▶ **Work to complete**: Whatever runs from the line with "pub struct StorageConfig" to the end of the records below must be copied exactly, with nothing else included.

*** Raw data

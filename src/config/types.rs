use serde::Deserialize;
use std::time::Duration;

/// Main configuration structure for CrawlStars
#[derive(Debug, Clone, Default, Deserialize)]
#[serde(default)]
pub struct Config {
    pub crawler: CrawlerConfig,
    #[serde(rename = "user-agent")]
    pub user_agent: UserAgentConfig,
    pub storage: StorageConfig,
}

/// Crawl engine configuration
#[derive(Debug, Clone, Deserialize)]
#[serde(default, rename_all = "kebab-case")]
pub struct CrawlerConfig {
    /// URL the crawl starts from
    pub seed_url: String,

    /// Number of concurrent workers
    pub workers: usize,

    /// Number of fetch attempts after which the crawl stops
    pub max_crawls: u64,

    /// Maximum number of URLs waiting in the frontier
    pub frontier_capacity: usize,

    /// Maximum number of completed pages waiting for the sink
    pub result_buffer: usize,

    /// How long a worker waits on an empty frontier before quitting (milliseconds)
    pub idle_timeout_ms: u64,

    /// Per-request fetch timeout (seconds)
    pub request_timeout_secs: u64,
}

impl Default for CrawlerConfig {
    fn default() -> Self {
        Self {
            seed_url: "https://en.wikipedia.org/wiki/Computer_science".to_string(),
            workers: 10,
            max_crawls: 1000,
            frontier_capacity: 1000,
            result_buffer: 100,
            idle_timeout_ms: 5_000,
            request_timeout_secs: 15,
        }
    }
}

impl CrawlerConfig {
    pub fn idle_timeout(&self) -> Duration {
        Duration::from_millis(self.idle_timeout_ms)
    }

    pub fn request_timeout(&self) -> Duration {
        Duration::from_secs(self.request_timeout_secs)
    }
}

/// User agent identification configuration
#[derive(Debug, Clone, Deserialize)]
#[serde(default, rename_all = "kebab-case")]
pub struct UserAgentConfig {
    /// Name of the crawler
    pub crawler_name: String,

    /// Version of the crawler
    pub crawler_version: String,

    /// URL with information about the crawler
    pub contact_url: String,

    /// Free-form note appended after the contact URL
    pub comment: String,
}

impl Default for UserAgentConfig {
    fn default() -> Self {
        Self {
            crawler_name: "CrawlStars".to_string(),
            crawler_version: "1.0".to_string(),
            contact_url: "https://github.com/andrewzheng/CrawlStars".to_string(),
            comment: "Educational Crawler".to_string(),
        }
    }
}

impl UserAgentConfig {
    /// Formats the header value: `Name/Version (+ContactURL; Comment)`
    pub fn header_value(&self) -> String {
        format!(
            "{}/{} (+{}; {})",
            self.crawler_name, self.crawler_version, self.contact_url, self.comment
        )
    }
}

/// Page store configuration
#[derive(Debug, Clone, Deserialize)]
#[serde(default, rename_all = "kebab-case")]
pub struct StorageConfig {
    /// Path to the SQLite database file
    pub database_path: String,
}

impl Default for StorageConfig {
    fn default() -> Self {
        Self {
            database_path: "crawlstars.db".to_string(),
        }
    }
}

******

▶ **Result for this task**:
pub struct StorageConfig {
    /// Path to the SQLite database file
    pub database_path: String,
}

impl Default for StorageConfig {
    fn default() -> Self {
        Self {
            database_path: "crawlstars.db".to_string(),
        }
    }
}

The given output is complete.